The regulations that surround the operations of CFIUS grew by accretion following the initial attachment of the Exon-Florio provision to the Omnibus Trade Act of 1988. In 2009 they were comprehensively revised under the Foreign Investment and National Security Act (FINSA) in the face of widespread concern across the political spectrum in Washington that the treatment of foreign acquisitions had become too politicized and erratic to adequately serve US national interests.
This paper argues that since 2009 the assessments of proposed acquisitions by the Committee on Foreign Investment in the United States (CFIUS) have grown steadily more rigorous and predictable, with the aim of separating plausible national security threats from implausible apprehensions on a case-by-case basis, up to the present.
The paper goes on to suggest that the CFIUS experience in evaluating those conditions under which genuine national security threats might emerge when foreigners acquire US firms, and when not, might provide useful lessons and principles for other nations to adopt, in particular the European Union and its member states.
The paper opens by examining the tension between appreciation of the substantial benefits to the United States from foreign investment, including foreign investment via acquisition of US companies, on the one hand, and concern about threats to US national security, on the other. The paper then introduces a “Three Threat” framework for identifying genuine national security threats that can be inferred from CFIUS cases, and illustrates the application of this framework to concrete acquisition proposals, leading thereby to approvals in some instances and rejections in others.
This paper points out that CFIUS investigations in the United States take a deliberately narrow look at potential national security threats that precludes more sweeping approaches to approving or denying foreign acquisitions: CFIUS focuses on identifying threats within sectors (such as within the energy industry or within the telecom industry), for example, not precluding entire sectors from foreign acquisitions. CFIUS devotes heightened attention to State-Owned-Enterprises (SOEs) but limits such attention to national security concerns, not possible unfair competition. CFIUS does not participate in designing an industrial policy for the United States, such as preserving national ownership in particular industries or thwarting the extraction of commercial technology by foreigners. CFIUS does not apply a national economic-benefits test to foreign acquisitions, nor does CFIUS base approvals or rejections of specific transactions on reciprocal treatment for US investors in the country of the acquiring firm.
This narrow focus by CFIUS on national security threats is currently being challenged across many fronts, however, by the economic advisers of the Trump administration, by the US-China Commission on Economics and Security, by diverse members of the House and Senate, and by the Council of Advisers on Science and Technology of the former Obama administration. At the direction of Congress, the Government Accountability Office (GAO) is preparing an assessment of recommendations to empower CFIUS with fundamental and significant new mandates (due early 2017). These possible new directives include excluding entire sectors of the US economy from acquisitions by firms of certain national origin (such as Russia or China), designing an industrial policy to keep innovation and manufacturing in the United States while preventing technology transfer to outsiders, blocking acquisitions by state-owned enterprises (SOEs) that have access to cheap capital or other special treatment at home, conditioning CFIUS approvals on whether home-countries subsidize exports or dump products in the US market, and tying approval or rejection of individual acquisitions to reciprocity toward US investment in the home economy of the acquiring firm.

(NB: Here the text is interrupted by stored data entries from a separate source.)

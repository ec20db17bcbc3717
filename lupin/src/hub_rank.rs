//! Hub ranking by degree, optionally stabilised over bootstrap
//! replicates of the fitted network.

use crate::common::*;
use crate::network::{Level, NetworkGraph};
use matrix_util::sparse_io::NamedTriplets;
use matrix_util::utils::mean_and_sd;

/// Degree of every node in every bootstrap replicate
#[derive(Debug, Clone)]
pub struct BootstrapDegreeEnsemble {
    pub node_ids: Vec<Box<str>>,
    /// `degrees[r][i]`: degree of `node_ids[i]` in replicate `r`
    pub degrees: Vec<Vec<usize>>,
}

impl BootstrapDegreeEnsemble {
    pub fn from_degrees(node_ids: Vec<Box<str>>, degrees: Vec<Vec<usize>>) -> anyhow::Result<Self> {
        let mut seen: HashSet<&str> = HashSet::default();
        for x in &node_ids {
            if !seen.insert(x.as_ref()) {
                return Err(NetworkError::validation(format!("duplicate ensemble node: {}", x)));
            }
        }
        if let Some(r) = degrees.iter().position(|d| d.len() != node_ids.len()) {
            return Err(NetworkError::validation(format!(
                "replicate {} has {} degrees for {} nodes",
                r,
                degrees[r].len(),
                node_ids.len()
            )));
        }
        Ok(Self { node_ids, degrees })
    }

    /// Count degrees from each replicate's edge list. Repeated pairs
    /// count once; nodes missing from a replicate have degree 0.
    pub fn from_replicate_edges(
        node_ids: Vec<Box<str>>,
        replicates: &[Vec<(Box<str>, Box<str>)>],
    ) -> anyhow::Result<Self> {
        let index: HashMap<&str, usize> = node_ids
            .iter()
            .enumerate()
            .map(|(i, x)| (x.as_ref(), i))
            .collect();
        let nn = node_ids.len();

        let degrees: Vec<Vec<usize>> = replicates
            .par_iter()
            .progress_count(replicates.len() as u64)
            .map(|edges| {
                let mut seen: HashSet<(&str, &str)> = HashSet::default();
                let mut deg = vec![0; nn];
                for (a, b) in edges {
                    let (a, b) = (a.as_ref(), b.as_ref());
                    if a == b || !seen.insert((a.min(b), a.max(b))) {
                        continue;
                    }
                    if let Some(&i) = index.get(a) {
                        deg[i] += 1;
                    }
                    if let Some(&j) = index.get(b) {
                        deg[j] += 1;
                    }
                }
                deg
            })
            .collect();

        info!("degrees of {} nodes over {} replicates", nn, degrees.len());
        Self::from_degrees(node_ids, degrees)
    }

    /// One `row col weight` triplet file per replicate
    pub fn from_triplet_files(node_ids: Vec<Box<str>>, files: &[Box<str>]) -> anyhow::Result<Self> {
        let replicates = files
            .iter()
            .map(|f| {
                let trip = NamedTriplets::from_file(f)?;
                Ok(trip.triplets.into_iter().map(|(r, c, _)| (r, c)).collect())
            })
            .collect::<anyhow::Result<Vec<Vec<_>>>>()?;
        Self::from_replicate_edges(node_ids, &replicates)
    }

    pub fn num_replicates(&self) -> usize {
        self.degrees.len()
    }
}

/// 1-based ranks by descending degree, ties by ascending id
pub fn rank_by_degree(ids: &[&str], degrees: &[usize]) -> Vec<usize> {
    let mut order: Vec<usize> = (0..ids.len()).collect();
    order.sort_by(|&a, &b| degrees[b].cmp(&degrees[a]).then_with(|| ids[a].cmp(ids[b])));
    let mut ranks = vec![0; ids.len()];
    for (r, &i) in order.iter().enumerate() {
        ranks[i] = r + 1;
    }
    ranks
}

#[derive(Debug, Clone, PartialEq)]
pub struct HubRecord {
    pub id: Box<str>,
    pub alias: Option<Box<str>>,
    pub level: Level,
    pub degree: usize,
    /// position in the final order, starting at 1
    pub rank: usize,
    pub mean_rank: f64,
    /// only defined with an ensemble
    pub sd_rank: Option<f64>,
}

pub struct HubRanker {
    level: Level,
}

impl HubRanker {
    pub fn new(level: Level) -> Self {
        Self { level }
    }

    /// Hub records of one level in final order
    pub fn rank(
        &self,
        graph: &NetworkGraph,
        ensemble: Option<&BootstrapDegreeEnsemble>,
    ) -> anyhow::Result<Vec<HubRecord>> {
        let members = graph.nodes_of_level(self.level);
        let ids: Vec<&str> = members.iter().map(|&i| graph.node(i).id.as_ref()).collect();
        let degrees: Vec<usize> = members.iter().map(|&i| graph.degree(i)).collect();

        let ensemble = ensemble.filter(|ens| {
            if ens.num_replicates() == 0 {
                warn!("empty bootstrap ensemble; ranking by degree only");
            }
            ens.num_replicates() > 0
        });

        let stats: Vec<(f64, Option<f64>)> = match ensemble {
            None => rank_by_degree(&ids, &degrees)
                .into_iter()
                .map(|r| (r as f64, None))
                .collect(),
            Some(ens) => self
                .replicate_rank_stats(graph, &members, &ids, ens)?
                .into_iter()
                .map(|(m, s)| (m, Some(s)))
                .collect(),
        };

        let mut order: Vec<usize> = (0..members.len()).collect();
        order.sort_by(|&a, &b| {
            stats[a]
                .0
                .total_cmp(&stats[b].0)
                .then_with(|| {
                    let sa = stats[a].1.unwrap_or(0.0);
                    let sb = stats[b].1.unwrap_or(0.0);
                    sa.total_cmp(&sb)
                })
                .then_with(|| ids[a].cmp(ids[b]))
        });

        Ok(order
            .into_iter()
            .enumerate()
            .map(|(r, k)| {
                let node = graph.node(members[k]);
                HubRecord {
                    id: node.id.clone(),
                    alias: node.alias.clone(),
                    level: self.level,
                    degree: degrees[k],
                    rank: r + 1,
                    mean_rank: stats[k].0,
                    sd_rank: stats[k].1,
                }
            })
            .collect())
    }

    /// Mean and sample standard deviation of each member's
    /// within-replicate rank
    fn replicate_rank_stats(
        &self,
        graph: &NetworkGraph,
        members: &[usize],
        ids: &[&str],
        ens: &BootstrapDegreeEnsemble,
    ) -> anyhow::Result<Vec<(f64, f64)>> {
        // ensemble column of each level member, if any
        let mut column: Vec<Option<usize>> = vec![None; members.len()];
        let position: HashMap<usize, usize> = members
            .iter()
            .enumerate()
            .map(|(k, &i)| (i, k))
            .collect();

        for (c, id) in ens.node_ids.iter().enumerate() {
            let Some(i) = graph.node_index(id) else {
                return Err(NetworkError::validation(format!(
                    "ensemble node {} is not in the network",
                    id
                )));
            };
            if let Some(&k) = position.get(&i) {
                column[k] = Some(c);
            }
        }

        let nmissing = column.iter().filter(|c| c.is_none()).count();
        if nmissing > 0 {
            warn!("{} {} nodes absent from every replicate", nmissing, self.level);
        }

        let replicate_ranks: Vec<Vec<usize>> = ens
            .degrees
            .par_iter()
            .map(|deg| {
                let local: Vec<usize> = column
                    .iter()
                    .map(|c| c.map(|c| deg[c]).unwrap_or(0))
                    .collect();
                rank_by_degree(ids, &local)
            })
            .collect();

        Ok((0..members.len())
            .map(|k| {
                let rr: Vec<f64> = replicate_ranks.iter().map(|r| r[k] as f64).collect();
                mean_and_sd(&rr)
            })
            .collect())
    }

    /// Rank and write `rank`, `mean_rank`, `sd_rank` into the graph
    pub fn annotate(
        &self,
        graph: &mut NetworkGraph,
        ensemble: Option<&BootstrapDegreeEnsemble>,
    ) -> anyhow::Result<Vec<HubRecord>> {
        let records = self.rank(graph, ensemble)?;
        for rec in &records {
            if let Some(i) = graph.node_index(&rec.id) {
                let node = graph.node_mut(i);
                node.rank = Some(rec.rank);
                node.mean_rank = Some(rec.mean_rank);
                node.sd_rank = rec.sd_rank;
            }
        }
        info!("ranked {} {} nodes", records.len(), self.level);
        Ok(records)
    }
}

#[cfg(test)]
mod tests {
    use super::*;
    use crate::network::*;
    use approx::assert_abs_diff_eq;
    use genomic_data::interval::GenomicInterval;

    fn star_graph() -> NetworkGraph {
        // x:A -> 3 responses, x:B -> 1, x:C -> 3
        let mut nodes = vec![];
        for id in ["A", "B", "C"] {
            nodes.push(NetworkNode::new(id.into(), Level::X, None, GenomicInterval::default()));
        }
        for id in ["g1", "g2", "g3"] {
            nodes.push(NetworkNode::new(id.into(), Level::Y, None, GenomicInterval::default()));
        }
        let mut edges = vec![];
        for (s, t) in [
            ("A", "g1"),
            ("A", "g2"),
            ("A", "g3"),
            ("B", "g1"),
            ("C", "g1"),
            ("C", "g2"),
            ("C", "g3"),
        ] {
            edges.push(NetworkEdge {
                source: s.into(),
                target: t.into(),
                level: EdgeLevel::XY,
                weight: 1.0,
                cis_trans: None,
            });
        }
        NetworkGraph::from_parts(nodes, edges).unwrap()
    }

    #[test]
    fn test_rank_by_degree_ties_by_id() {
        assert_eq!(rank_by_degree(&["b", "a", "c"], &[2, 2, 5]), vec![3, 2, 1]);
    }

    #[test]
    fn test_degree_only() -> anyhow::Result<()> {
        let mut g = star_graph();
        let recs = HubRanker::new(Level::X).annotate(&mut g, None)?;
        let ids: Vec<&str> = recs.iter().map(|r| r.id.as_ref()).collect();
        assert_eq!(ids, vec!["A", "C", "B"]);
        assert_eq!(recs[0].mean_rank, 1.0);
        assert!(recs.iter().all(|r| r.sd_rank.is_none()));
        assert_eq!(g.node(2).rank, Some(2));
        assert!(g.node(3).rank.is_none());
        Ok(())
    }

    #[test]
    fn test_stable_hub_precedes_alternating_one() -> anyhow::Result<()> {
        let g = star_graph();
        let ens = BootstrapDegreeEnsemble::from_degrees(
            vec!["A".into(), "B".into(), "C".into()],
            vec![vec![10, 5, 3], vec![10, 2, 3], vec![10, 5, 3], vec![10, 2, 3]],
        )?;
        let recs = HubRanker::new(Level::X).rank(&g, Some(&ens))?;
        let ids: Vec<&str> = recs.iter().map(|r| r.id.as_ref()).collect();
        assert_eq!(ids, vec!["A", "B", "C"]);
        assert_eq!(recs[0].mean_rank, 1.0);
        assert_eq!(recs[0].sd_rank, Some(0.0));
        assert_abs_diff_eq!(recs[1].mean_rank, 2.5);
        assert!(recs[0].mean_rank < recs[1].mean_rank);
        Ok(())
    }

    #[test]
    fn test_lower_sd_breaks_mean_ties() -> anyhow::Result<()> {
        let g = star_graph();
        // B stays at rank 2; A and C alternate between 1 and 3
        let ens = BootstrapDegreeEnsemble::from_degrees(
            vec!["A".into(), "B".into(), "C".into()],
            vec![vec![9, 5, 1], vec![1, 5, 9], vec![9, 5, 1], vec![1, 5, 9]],
        )?;
        let recs = HubRanker::new(Level::X).rank(&g, Some(&ens))?;
        let ids: Vec<&str> = recs.iter().map(|r| r.id.as_ref()).collect();
        assert_eq!(ids, vec!["B", "A", "C"]);
        Ok(())
    }

    #[test]
    fn test_from_replicate_edges() -> anyhow::Result<()> {
        let e = |a: &str, b: &str| (Box::<str>::from(a), Box::<str>::from(b));
        let ens = BootstrapDegreeEnsemble::from_replicate_edges(
            vec!["A".into(), "B".into(), "g1".into()],
            &[vec![e("A", "g1"), e("g1", "A"), e("B", "g1")], vec![e("A", "g2")]],
        )?;
        assert_eq!(ens.degrees, vec![vec![1, 1, 2], vec![1, 0, 0]]);
        Ok(())
    }

    #[test]
    fn test_unknown_ensemble_node() -> anyhow::Result<()> {
        let g = star_graph();
        let ens = BootstrapDegreeEnsemble::from_degrees(vec!["Z".into()], vec![vec![1]])?;
        let err = HubRanker::new(Level::X).rank(&g, Some(&ens)).unwrap_err();
        assert!(matches!(
            err.downcast_ref::<NetworkError>(),
            Some(NetworkError::Validation(_))
        ));
        Ok(())
    }
}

This paper evaluates proposals to require CFIUS to pursue new objectives beyond investigating national security threats arising from specific cases, and warns that broadening CFIUS’s mandate along such lines opens the door to protectionist moves on the part of other countries, invites retaliation against US investors abroad, and threatens the on-going benefits that derive from freer flows of investment across borders.
This paper argues that maintaining CFIUS’s current approach to separating genuine national security threats from implausible apprehensions—on a case-by-case basis—is best for the United States, and best for the international economic system.

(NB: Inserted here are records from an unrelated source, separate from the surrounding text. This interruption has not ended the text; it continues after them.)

pub mod common; // shared imports and aliases
pub mod error; // validation and data integrity errors, statistical warnings
pub mod feature_matrix; // samples x features with genomic intervals

pub mod correlation_cluster; // collapse highly correlated predictors
pub mod network_builder; // adjacency matrices + attribute tables -> graph
pub mod network; // annotated bipartite graph

pub mod cis_trans; // cis/trans labels by genomic proximity
pub mod hub_rank; // degree ranks with bootstrap stability
pub mod modules; // community detection and modularity

pub mod enrichment; // module over-representation tests
pub mod functional_sets; // GMT functional sets
pub mod hub_neighborhood; // hub neighbourhood coherence vs. rewired nulls

pub mod graph_io; // JSON export
pub mod reports; // TSV tables
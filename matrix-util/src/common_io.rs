use flate2::read::GzDecoder;
use rayon::prelude::*;
use std::fs::File;
use std::io::{BufRead, BufReader, BufWriter, Write};
use std::path::Path;

/// Field separator for delimited text: either a literal string or a
/// set of single characters, any of which splits a field
pub enum Delimiter {
    Str(String),
    Chars(Vec<char>),
}

impl From<&str> for Delimiter {
    fn from(s: &str) -> Self {
        Delimiter::Str(s.to_string())
    }
}

impl From<char> for Delimiter {
    fn from(c: char) -> Self {
        Delimiter::Chars(vec![c])
    }
}

impl<const N: usize> From<&[char; N]> for Delimiter {
    fn from(chars: &[char; N]) -> Self {
        Delimiter::Chars(chars.to_vec())
    }
}

impl Delimiter {
    fn split_words(&self, line: &str) -> Vec<Box<str>> {
        match self {
            Delimiter::Str(s) => line.split(s.as_str()).map(Box::from).collect(),
            Delimiter::Chars(chars) => line.split(chars.as_slice()).map(Box::from).collect(),
        }
    }
}

/// Lines parsed into words, with an optional header
pub struct ReadLinesOut {
    pub lines: Vec<Vec<Box<str>>>,
    pub header: Vec<Box<str>>,
}

fn is_comment_line(line: &str) -> bool {
    line.starts_with('#') || line.starts_with('%')
}

///
/// Open a file for reading, and return a buffered reader
/// * `input_file` - file name--either gzipped or not
///
pub fn open_buf_reader(input_file: &str) -> anyhow::Result<Box<dyn BufRead>> {
    let file = File::open(input_file)
        .map_err(|e| anyhow::anyhow!("failed to open {}: {}", input_file, e))?;
    match Path::new(input_file).extension().and_then(|x| x.to_str()) {
        Some("gz") => Ok(Box::new(BufReader::new(GzDecoder::new(file)))),
        _ => Ok(Box::new(BufReader::new(file))),
    }
}

///
/// Open a file for writing, and return a buffered writer
/// * `output_file` - file name--either gzipped or not; `stdout` is
///   accepted as a special name
///
pub fn open_buf_writer(output_file: &str) -> anyhow::Result<Box<dyn Write>> {
    if output_file.eq_ignore_ascii_case("stdout") {
        return Ok(Box::new(BufWriter::new(std::io::stdout())));
    }

    let file = File::create(output_file)
        .map_err(|e| anyhow::anyhow!("failed to create {}: {}", output_file, e))?;
    match Path::new(output_file).extension().and_then(|x| x.to_str()) {
        Some("gz") => Ok(Box::new(BufWriter::new(flate2::write::GzEncoder::new(
            file,
            flate2::Compression::default(),
        )))),
        _ => Ok(Box::new(BufWriter::new(file))),
    }
}

///
/// Read every line of the input file into memory
///
pub fn read_lines(input_file: &str) -> anyhow::Result<Vec<Box<str>>> {
    let buf = open_buf_reader(input_file)?;
    let mut lines = vec![];
    for x in buf.lines() {
        lines.push(x?.into_boxed_str());
    }
    Ok(lines)
}

///
/// Write displayable items, one per line
///
/// * `lines` - items to write
/// * `output_file` - file name--either gzipped or not
///
pub fn write_lines<T>(lines: &[T], output_file: &str) -> anyhow::Result<()>
where
    T: std::fmt::Display,
{
    let mut buf = open_buf_writer(output_file)?;
    for line in lines {
        match writeln!(buf, "{}", line) {
            Ok(()) => {}
            Err(e) if e.kind() == std::io::ErrorKind::BrokenPipe => return Ok(()),
            Err(e) => return Err(e.into()),
        }
    }
    buf.flush()?;
    Ok(())
}

///
/// Read non-comment, non-empty lines and split them into words.
///
/// * `input_file` - file name--either gzipped or not
/// * `delim` - field delimiter
/// * `hdr_line` - index of the header line (-1 = no header line)
///
pub fn read_lines_of_words_delim(
    input_file: &str,
    delim: impl Into<Delimiter>,
    hdr_line: i64,
) -> anyhow::Result<ReadLinesOut> {
    let delim = delim.into();

    let raw: Vec<Box<str>> = read_lines(input_file)?
        .into_iter()
        .filter(|x| !x.trim().is_empty() && !is_comment_line(x))
        .collect();

    let (header, body) = if hdr_line < 0 {
        (vec![], &raw[..])
    } else {
        let skip = hdr_line as usize;
        if raw.len() <= skip {
            return Err(anyhow::anyhow!("{}: no header line at {}", input_file, skip));
        }
        (delim.split_words(&raw[skip]), &raw[(skip + 1)..])
    };

    // par_iter over a slice keeps the input order on collect
    let lines = body
        .par_iter()
        .map(|line| delim.split_words(line))
        .collect::<Vec<_>>();

    Ok(ReadLinesOut { lines, header })
}

///
/// Create the parent directory of an output file if needed
///
pub fn mkdir(file: &str) -> anyhow::Result<()> {
    if let Some(dir) = Path::new(file).parent() {
        if !dir.as_os_str().is_empty() {
            std::fs::create_dir_all(dir)?;
        }
    }
    Ok(())
}

///
/// Suggest a file name inside a fresh temporary directory. The
/// directory is kept on disk so the caller can write to it.
///
pub fn create_temp_dir_file(suffix: &str) -> anyhow::Result<std::path::PathBuf> {
    let temp_dir = tempfile::tempdir()?.keep();
    let temp_file = tempfile::Builder::new()
        .suffix(suffix)
        .tempfile_in(&temp_dir)?
        .path()
        .to_owned();
    Ok(temp_file)
}
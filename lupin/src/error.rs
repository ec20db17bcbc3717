use log::warn;
use serde::{Deserialize, Serialize};
use thiserror::Error;

/// Fatal errors. Wrapped into `anyhow::Error` by the operations that
/// raise them; recover the category with `downcast_ref::<NetworkError>()`.
#[derive(Debug, Error, Clone, PartialEq)]
pub enum NetworkError {
    /// Schema mismatch, duplicate ids, dimension mismatch
    #[error("validation error: {0}")]
    Validation(String),

    /// Overlapping intervals inside a collapsed cluster, dangling ids
    #[error("data integrity error: {0}")]
    DataIntegrity(String),
}

impl NetworkError {
    pub fn validation(msg: impl Into<String>) -> anyhow::Error {
        NetworkError::Validation(msg.into()).into()
    }

    pub fn data_integrity(msg: impl Into<String>) -> anyhow::Error {
        NetworkError::DataIntegrity(msg.into()).into()
    }
}

/// A unit of work skipped for statistical reasons; the computation
/// carries on without it.
#[derive(Debug, Clone, PartialEq, Serialize, Deserialize)]
pub struct StatisticalWarning {
    pub unit: Box<str>,
    pub reason: Box<str>,
}

impl StatisticalWarning {
    /// Record a warning and emit it to the log
    pub fn new(unit: impl Into<Box<str>>, reason: impl Into<Box<str>>) -> Self {
        let ret = Self {
            unit: unit.into(),
            reason: reason.into(),
        };
        warn!("{}: {}", ret.unit, ret.reason);
        ret
    }
}

impl std::fmt::Display for StatisticalWarning {
    fn fmt(&self, f: &mut std::fmt::Formatter<'_>) -> std::fmt::Result {
        write!(f, "{}\t{}", self.unit, self.reason)
    }
}

#[cfg(test)]
mod tests {
    use super::*;

    #[test]
    fn test_downcast_category() {
        let err = NetworkError::validation("duplicate id: a");
        assert_eq!(
            err.downcast_ref::<NetworkError>(),
            Some(&NetworkError::Validation("duplicate id: a".into()))
        );
        assert!(err.to_string().contains("duplicate id"));
    }
}
//! Genomic data structures and parsers
//!
//! This library provides reusable genomic data structures including:
//! - Genomic intervals with optional coordinates and strand
//! - An index for overlap, distance and window queries
//! - BED-like interval tables keyed by feature id

pub mod bed;
pub mod interval;
pub mod interval_index;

The paper finishes by examining contemporary debates about foreign acquisitions and national security in the European Union.1 The paper concludes that CFIUS’s narrow approach to threat assessment might serve as a framework for individual EU member states and for the European Union as a whole.
Note
1. Guy Chazan. “EU capitals seek stronger right of veto on Chinese takeovers”. Financial Times. February 14, 2017. Jost Wübbeke, Mirjam Meissner, Max J. Zenglein, Jaqueline Ives, Björn Conrad. 2016. MADE IN CHINA 2025. The making of a high-tech superpower and consequences for industrial countries. Mercator Institute for China Studies. No. 2, December.